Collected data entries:
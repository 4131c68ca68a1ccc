use uuid::Uuid;

use crate::dispatch::{BatchOrigin, MutationRequest};

use super::*;

fn eid(n: u128) -> Uuid {
    Uuid::from_u128(n)
}

const PROJECT: u128 = 900;
const OTHER_PROJECT: u128 = 901;

fn clip(n: u128, kind: EntityKind) -> ClipItem {
    clip_in_project(n, kind, PROJECT)
}

fn clip_in_project(n: u128, kind: EntityKind, project: u128) -> ClipItem {
    ClipItem {
        entity: EntityRef {
            id: eid(n),
            kind,
            parent_folder_id: Some(eid(50)),
            project_id: eid(project),
        },
        name: format!("item-{n}"),
    }
}

fn target(folder: Option<u128>) -> Container {
    Container {
        project_id: eid(PROJECT),
        folder_id: folder.map(eid),
    }
}

// =============================================================
// Staging
// =============================================================

#[test]
fn new_clipboard_is_empty() {
    let c = Clipboard::new();
    assert!(c.is_empty());
    assert!(c.staged_kinds().is_empty());
    assert_eq!(c.latest_staged_kind(), None);
}

#[test]
fn stage_loads_one_kind_slot() {
    let mut c = Clipboard::new();
    c.stage(ClipAction::Cut, EntityKind::File, vec![clip(1, EntityKind::File)]);
    let slot = c.slot(EntityKind::File).unwrap();
    assert_eq!(slot.action, ClipAction::Cut);
    assert_eq!(slot.items.len(), 1);
    assert!(c.slot(EntityKind::Folder).is_none());
}

#[test]
fn stage_replaces_prior_slot_of_same_kind() {
    let mut c = Clipboard::new();
    c.stage(ClipAction::Cut, EntityKind::File, vec![clip(1, EntityKind::File)]);
    c.stage(ClipAction::Copy, EntityKind::File, vec![clip(2, EntityKind::File)]);
    let slot = c.slot(EntityKind::File).unwrap();
    assert_eq!(slot.action, ClipAction::Copy);
    assert_eq!(slot.items[0].entity.id, eid(2));
}

#[test]
fn kinds_stage_independently() {
    let mut c = Clipboard::new();
    c.stage(ClipAction::Cut, EntityKind::File, vec![clip(1, EntityKind::File)]);
    c.stage(ClipAction::Cut, EntityKind::Folder, vec![clip(2, EntityKind::Folder)]);
    assert_eq!(
        c.staged_kinds(),
        vec![EntityKind::File, EntityKind::Folder]
    );
}

#[test]
fn stage_with_no_items_clears_the_slot() {
    let mut c = Clipboard::new();
    c.stage(ClipAction::Cut, EntityKind::File, vec![clip(1, EntityKind::File)]);
    c.stage(ClipAction::Cut, EntityKind::File, Vec::new());
    assert!(c.slot(EntityKind::File).is_none());
}

#[test]
fn latest_staged_kind_tracks_most_recent() {
    let mut c = Clipboard::new();
    c.stage(ClipAction::Cut, EntityKind::File, vec![clip(1, EntityKind::File)]);
    c.stage(ClipAction::Cut, EntityKind::Folder, vec![clip(2, EntityKind::Folder)]);
    assert_eq!(c.latest_staged_kind(), Some(EntityKind::Folder));
}

#[test]
fn latest_staged_kind_falls_back_after_consumption() {
    let mut c = Clipboard::new();
    c.stage(ClipAction::Cut, EntityKind::File, vec![clip(1, EntityKind::File)]);
    c.stage(ClipAction::Cut, EntityKind::Folder, vec![clip(2, EntityKind::Folder)]);
    let batch = c
        .plan_paste(EntityKind::Folder, target(Some(60)), &FolderTree::new())
        .unwrap();
    assert!(batch.is_some());
    assert_eq!(c.latest_staged_kind(), Some(EntityKind::File));
}

// =============================================================
// Paste: cut
// =============================================================

#[test]
fn paste_of_cut_slot_plans_moves() {
    let mut c = Clipboard::new();
    c.stage(
        ClipAction::Cut,
        EntityKind::File,
        vec![clip(1, EntityKind::File), clip(2, EntityKind::File)],
    );
    let batch = c
        .plan_paste(EntityKind::File, target(Some(60)), &FolderTree::new())
        .unwrap()
        .unwrap();
    assert_eq!(batch.origin, BatchOrigin::PasteCut { kind: EntityKind::File });
    assert_eq!(batch.len(), 2);
    assert_eq!(
        batch.requests[0],
        MutationRequest::Move {
            id: eid(1),
            kind: EntityKind::File,
            target_folder: Some(eid(60)),
            target_project: None,
        }
    );
}

#[test]
fn paste_into_project_root_has_no_target_folder() {
    let mut c = Clipboard::new();
    c.stage(ClipAction::Cut, EntityKind::File, vec![clip(1, EntityKind::File)]);
    let batch = c
        .plan_paste(EntityKind::File, target(None), &FolderTree::new())
        .unwrap()
        .unwrap();
    assert_eq!(
        batch.requests[0],
        MutationRequest::Move {
            id: eid(1),
            kind: EntityKind::File,
            target_folder: None,
            target_project: None,
        }
    );
}

#[test]
fn cross_project_cut_carries_explicit_project_target() {
    // A root-level cross-project move must be distinguishable from a
    // same-project folder move.
    let mut c = Clipboard::new();
    c.stage(
        ClipAction::Cut,
        EntityKind::File,
        vec![clip_in_project(1, EntityKind::File, OTHER_PROJECT)],
    );
    let batch = c
        .plan_paste(EntityKind::File, target(None), &FolderTree::new())
        .unwrap()
        .unwrap();
    assert_eq!(
        batch.requests[0],
        MutationRequest::Move {
            id: eid(1),
            kind: EntityKind::File,
            target_folder: None,
            target_project: Some(eid(PROJECT)),
        }
    );
}

// =============================================================
// Paste: copy
// =============================================================

#[test]
fn paste_of_copy_slot_plans_duplicates() {
    let mut c = Clipboard::new();
    c.stage(ClipAction::Copy, EntityKind::File, vec![clip(1, EntityKind::File)]);
    let batch = c
        .plan_paste(EntityKind::File, target(Some(60)), &FolderTree::new())
        .unwrap()
        .unwrap();
    assert_eq!(batch.origin, BatchOrigin::PasteCopy { kind: EntityKind::File });
    assert_eq!(
        batch.requests[0],
        MutationRequest::Duplicate {
            id: eid(1),
            kind: EntityKind::File,
            target_folder: Some(eid(60)),
            target_project: None,
            new_name: None,
        }
    );
}

#[test]
fn folder_duplicate_gets_copy_suffix() {
    // File naming is delegated to the duplication collaborator; folders
    // get a disambiguating suffix up front.
    let mut c = Clipboard::new();
    c.stage(ClipAction::Copy, EntityKind::Folder, vec![clip(1, EntityKind::Folder)]);
    let batch = c
        .plan_paste(EntityKind::Folder, target(Some(60)), &FolderTree::new())
        .unwrap()
        .unwrap();
    let MutationRequest::Duplicate { new_name, .. } = &batch.requests[0] else {
        panic!("expected duplicate request");
    };
    assert_eq!(new_name.as_deref(), Some("item-1 (Copy)"));
}

// =============================================================
// Paste: single-use slots
// =============================================================

#[test]
fn paste_consumes_the_slot() {
    let mut c = Clipboard::new();
    c.stage(ClipAction::Copy, EntityKind::File, vec![clip(1, EntityKind::File)]);
    let first = c
        .plan_paste(EntityKind::File, target(Some(60)), &FolderTree::new())
        .unwrap();
    assert!(first.is_some());
    // Copy slots are single-use too: no repeat paste.
    let second = c
        .plan_paste(EntityKind::File, target(Some(60)), &FolderTree::new())
        .unwrap();
    assert!(second.is_none());
}

#[test]
fn paste_of_empty_slot_is_a_noop() {
    let mut c = Clipboard::new();
    let batch = c
        .plan_paste(EntityKind::File, target(Some(60)), &FolderTree::new())
        .unwrap();
    assert!(batch.is_none());
}

#[test]
fn paste_only_drains_the_requested_kind() {
    let mut c = Clipboard::new();
    c.stage(ClipAction::Cut, EntityKind::File, vec![clip(1, EntityKind::File)]);
    c.stage(ClipAction::Cut, EntityKind::Folder, vec![clip(2, EntityKind::Folder)]);
    c.plan_paste(EntityKind::File, target(Some(60)), &FolderTree::new())
        .unwrap();
    assert!(c.slot(EntityKind::File).is_none());
    assert!(c.slot(EntityKind::Folder).is_some());
}

// =============================================================
// Paste: circular guard
// =============================================================

#[test]
fn folder_pasted_into_itself_is_rejected_and_stays_staged() {
    let mut c = Clipboard::new();
    c.stage(ClipAction::Cut, EntityKind::Folder, vec![clip(1, EntityKind::Folder)]);
    let err = c
        .plan_paste(EntityKind::Folder, target(Some(1)), &FolderTree::new())
        .unwrap_err();
    assert_eq!(err, PasteError::CircularPaste);
    // Validation failures leave all state unchanged.
    assert!(c.slot(EntityKind::Folder).is_some());
}

#[test]
fn folder_pasted_into_its_subtree_is_rejected() {
    let mut c = Clipboard::new();
    c.stage(ClipAction::Cut, EntityKind::Folder, vec![clip(1, EntityKind::Folder)]);
    let mut folders = FolderTree::new();
    folders.set_parent(eid(3), Some(eid(2)));
    folders.set_parent(eid(2), Some(eid(1)));
    let err = c
        .plan_paste(EntityKind::Folder, target(Some(3)), &folders)
        .unwrap_err();
    assert_eq!(err, PasteError::CircularPaste);
}

#[test]
fn folder_pasted_at_project_root_skips_the_guard() {
    let mut c = Clipboard::new();
    c.stage(ClipAction::Cut, EntityKind::Folder, vec![clip(1, EntityKind::Folder)]);
    let batch = c
        .plan_paste(EntityKind::Folder, target(None), &FolderTree::new())
        .unwrap();
    assert!(batch.is_some());
}

#[test]
fn file_slot_never_hits_the_circular_guard() {
    let mut c = Clipboard::new();
    c.stage(ClipAction::Cut, EntityKind::File, vec![clip(1, EntityKind::File)]);
    let batch = c
        .plan_paste(EntityKind::File, target(Some(1)), &FolderTree::new())
        .unwrap();
    assert!(batch.is_some());
}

**What is needed:**
Give the number of lines in the entries above that include the word "Container", and nothing more.

**Answer box:**
2